Dans un texte de 1914, le psychanalyste attaque la famille et l’ordre patriarcal. Pour lui, la libération sexuelle passe par une libération des homosexuels et des femmes. « La formation de la position actuelle de la femme dans la société et dans la famille a été dans l’histoire humaine le traumatisme le plus général de l’humanité, et c’est de là qu’est née la souffrance qu’éprouve l’humanité d’être ce qu’elle est » estime Otto Gross. Le préjugé social de la supériorité de l’homme construit des relations humaines qui reposent sur la violence et la domination.
Le psychanalyste insiste sur l’importance de l’enseignement révolutionnaire pour briser l’autoritarisme et les inhibitions subis dès l’enfance. La libération des individualités et des instincts doit permettre de développer la volonté de relation contre la volonté de pouvoir. « L’objectif sera de libérer l’amour de sa destruction par les formes d’autorités latentes, que le comportement correspondant soit passif ou actif, disposition à se soumettre ou volonté de pouvoir » résume Otto Gross.
Dans une lettre ouverte à Gustav Landauer publiée en 1913, Otto Gross souligne l’apport de la psychanalyse à la pensée révolutionnaire. Il estime que la libération de l’individu demeure un préalable à l’émancipation humaine. Il revient ensuite sur le conflit entre l’individu et ce qui lui est extérieur notamment la morale, les normes et contraintes sociales. Cette autorité extérieure réprime l’individualité et la créativité, dès la période de l’enfance. Otto Gross attaque les institutions comme la famille et l’éducation. Pour lui, les révolutions ont échoué car elles n’ont pas « réussit à établir la liberté de l’individu ». Une transformation de l’ensemble des rapports humains et une destruction des normes et contraintes sociales demeure alors indispensable.
« Le besoin de cette relation qui résulte de la pureté de l’expérience vécue est le fondement organique et psychique d’une nouvelle forme de vie, de croyance, de désir, et il est en même temps une communauté de vie qui donnera un contenu aux temps futurs » conclue Otto Gross dans un texte de la même période.

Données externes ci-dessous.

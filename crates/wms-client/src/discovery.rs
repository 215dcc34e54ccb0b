//! Layer discovery against the map server.
//!
//! Discovery runs once at startup and must never take the viewer down: every
//! failure is logged and reported as an empty catalog.

use async_trait::async_trait;
use flood_common::{Credentials, DiscoveryKind, ViewerConfig};
use quick_xml::events::Event;
use quick_xml::Reader;
use reqwest::header::ACCEPT;
use reqwest::{Client, Url};
use serde_json::Value;
use tracing::{debug, info, instrument, warn};

use crate::error::{ClientError, ClientResult};
use crate::getmap::WMS_VERSION;

/// Source of server-published layer identifiers.
#[async_trait]
pub trait LayerDiscovery: Send + Sync {
    /// Layer identifiers in server order. Empty on any failure.
    async fn fetch_available_layers(&self) -> Vec<String>;
}

/// Build the discovery collaborator selected in the config.
pub fn discovery_for(config: &ViewerConfig) -> ClientResult<Box<dyn LayerDiscovery>> {
    let client = crate::http_client()?;
    Ok(match config.discovery.kind {
        DiscoveryKind::Rest => Box::new(RestDiscovery::new(client, config)),
        DiscoveryKind::Capabilities => Box::new(CapabilitiesDiscovery::new(client, config)),
    })
}

/// Lists coverages of every coverage store in the workspace through the
/// server's REST API.
pub struct RestDiscovery {
    client: Client,
    base_url: String,
    workspace: String,
    credentials: Credentials,
}

impl RestDiscovery {
    pub fn new(client: Client, config: &ViewerConfig) -> Self {
        Self {
            client,
            base_url: config.base_url().to_string(),
            workspace: config.workspace.clone(),
            credentials: config.credentials.clone(),
        }
    }

    /// `{base_url}/rest/workspaces/{workspace}/{tail...}` with each segment
    /// percent-encoded.
    fn rest_url(&self, tail: &[&str]) -> ClientResult<Url> {
        let mut url = Url::parse(&self.base_url)
            .map_err(|e| ClientError::InvalidUrl(format!("{}: {}", self.base_url, e)))?;
        url.path_segments_mut()
            .map_err(|_| ClientError::InvalidUrl(self.base_url.clone()))?
            .pop_if_empty()
            .extend(["rest", "workspaces", self.workspace.as_str()])
            .extend(tail);
        Ok(url)
    }

    async fn get_json(&self, url: Url) -> ClientResult<Value> {
        let response = self
            .client
            .get(url.clone())
            .basic_auth(&self.credentials.username, Some(&self.credentials.password))
            .header(ACCEPT, "application/json")
            .send()
            .await?;

        let status = response.status();
        if !status.is_success() {
            return Err(ClientError::Status {
                url: url.to_string(),
                status: status.as_u16(),
            });
        }
        Ok(response.json::<Value>().await?)
    }

    #[instrument(skip(self), fields(workspace = %self.workspace))]
    async fn try_fetch(&self) -> ClientResult<Vec<String>> {
        let stores = self.get_json(self.rest_url(&["coveragestores.json"])?).await?;
        let store_names = list_names(&stores, "coverageStores", "coverageStore");
        debug!(count = store_names.len(), "Found coverage stores");

        let mut layers = Vec::new();
        for store in &store_names {
            let url = self.rest_url(&["coveragestores", store.as_str(), "coverages.json"])?;
            match self.get_json(url).await {
                Ok(body) => layers.extend(list_names(&body, "coverages", "coverage")),
                Err(ClientError::Status { status, .. }) => {
                    warn!(store = %store, status, "Skipping coverage store");
                }
                Err(e) => return Err(e),
            }
        }
        Ok(layers)
    }
}

#[async_trait]
impl LayerDiscovery for RestDiscovery {
    async fn fetch_available_layers(&self) -> Vec<String> {
        match self.try_fetch().await {
            Ok(layers) => {
                info!(count = layers.len(), "Discovered layers via REST");
                layers
            }
            Err(e) => {
                warn!(error = %e, "Layer discovery failed, continuing with empty catalog");
                Vec::new()
            }
        }
    }
}

/// Collect `name` fields from `{outer: {inner: [..]}}`.
///
/// The REST API reports an empty list as `{"coverageStores": ""}` and may
/// collapse a single entry into an object, so both are accepted.
fn list_names(body: &Value, outer: &str, inner: &str) -> Vec<String> {
    let entries: Vec<&Value> = match body.get(outer).and_then(|v| v.get(inner)) {
        Some(Value::Array(items)) => items.iter().collect(),
        Some(item @ Value::Object(_)) => vec![item],
        _ => Vec::new(),
    };

    entries
        .into_iter()
        .filter_map(|e| e.get("name").and_then(Value::as_str))
        .filter(|name| !name.is_empty())
        .map(str::to_string)
        .collect()
}

/// Reads layer names from the workspace's WMS GetCapabilities document.
pub struct CapabilitiesDiscovery {
    client: Client,
    wms_url: String,
    workspace: String,
    credentials: Credentials,
}

impl CapabilitiesDiscovery {
    pub fn new(client: Client, config: &ViewerConfig) -> Self {
        Self {
            client,
            wms_url: config.wms_url(),
            workspace: config.workspace.clone(),
            credentials: config.credentials.clone(),
        }
    }

    #[instrument(skip(self), fields(workspace = %self.workspace))]
    async fn try_fetch(&self) -> ClientResult<Vec<String>> {
        let url = Url::parse_with_params(
            &self.wms_url,
            &[
                ("SERVICE", "WMS"),
                ("REQUEST", "GetCapabilities"),
                ("VERSION", WMS_VERSION),
            ],
        )
        .map_err(|e| ClientError::InvalidUrl(format!("{}: {}", self.wms_url, e)))?;

        let response = self
            .client
            .get(url.clone())
            .basic_auth(&self.credentials.username, Some(&self.credentials.password))
            .send()
            .await?;

        let status = response.status();
        if !status.is_success() {
            return Err(ClientError::Status {
                url: url.to_string(),
                status: status.as_u16(),
            });
        }

        let xml = response.text().await?;
        parse_layer_names(&xml, &self.workspace)
    }
}

#[async_trait]
impl LayerDiscovery for CapabilitiesDiscovery {
    async fn fetch_available_layers(&self) -> Vec<String> {
        match self.try_fetch().await {
            Ok(layers) => {
                info!(count = layers.len(), "Discovered layers via GetCapabilities");
                layers
            }
            Err(e) => {
                warn!(error = %e, "Layer discovery failed, continuing with empty catalog");
                Vec::new()
            }
        }
    }
}

/// Parse `<Layer><Name>` values from a WMS capabilities document.
///
/// Only names that are direct children of a `Layer` count (style names are
/// skipped) and a leading `{workspace}:` is removed.
pub fn parse_layer_names(xml: &str, workspace: &str) -> ClientResult<Vec<String>> {
    let mut reader = Reader::from_str(xml);
    reader.trim_text(true);

    let prefix = format!("{}:", workspace);
    let mut buf = Vec::new();
    let mut path: Vec<Vec<u8>> = Vec::new();
    let mut names = Vec::new();

    loop {
        match reader.read_event_into(&mut buf) {
            Ok(Event::Start(e)) => path.push(e.local_name().as_ref().to_vec()),
            Ok(Event::End(_)) => {
                path.pop();
            }
            Ok(Event::Text(t)) if is_layer_name(&path) => {
                let text = t.unescape()?;
                let name = text.trim();
                let name = name.strip_prefix(prefix.as_str()).unwrap_or(name);
                if !name.is_empty() {
                    names.push(name.to_string());
                }
            }
            Ok(Event::Eof) => break,
            Err(e) => {
                return Err(ClientError::Xml(format!(
                    "at position {}: {}",
                    reader.buffer_position(),
                    e
                )))
            }
            _ => {}
        }
        buf.clear();
    }

    Ok(names)
}

fn is_layer_name(path: &[Vec<u8>]) -> bool {
    matches!(path, [.., parent, leaf] if parent.as_slice() == b"Layer" && leaf.as_slice() == b"Name")
}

Otto Gross décrit le matriarcat comme un paradis perdu, avec l’émergence du capitalisme, des normes et des valeurs. « La solution communiste de ce problème est l’organisation matriarcale, qui est en même temps la forme la plus parfaite de vie en société puisqu’elle libère et unit tout le monde en faisant du corps social lui-même le centre et la garantit de la plus haute liberté individuelle. Le matriarcat ne connaît pas de limites ni de normes, pas de morale ni de contrôle en ce qui concerne la sexualité » décrit Otto Gross.
Le psychanalyste aspire à refonder l’ensemble des relations humaines pour détruire toute forme de domination, et s’attaque notamment à la domination des hommes sur les femmes. « Dans le cadre du matriarcat, la relation entre les sexes est exempte de toute considération de devoir, de morale et de responsabilité, indépendante de tout impératif économique, juridique ou moral. Elle ne connaît ni le pouvoir ni la soumission, ni le lien contractuel, ni l’autorité, ni le mariage, ni la prostitution » développe Otto Gross.
Il insiste sur la liberté dans les relations humaines et sexuelles, contre les normes et les contraintes qui régissent les sociétés. La morale et la famille autoritaire émergent pour imposer la répression sexuelle. Surtout, la femme est assignée à la passivité et à une hypocrite réserve tandis que l’homme développe une brutalité possessive. La révolution communiste passe alors par une destruction des institutions autoritaires mais aussi par une libération individuelle. « L’objectif ultime de tout communisme est un état dans lequel nul ne peut obtenir de pouvoir de domination politique, social, économique, autoritaire sur un autre » résume Otto Gross.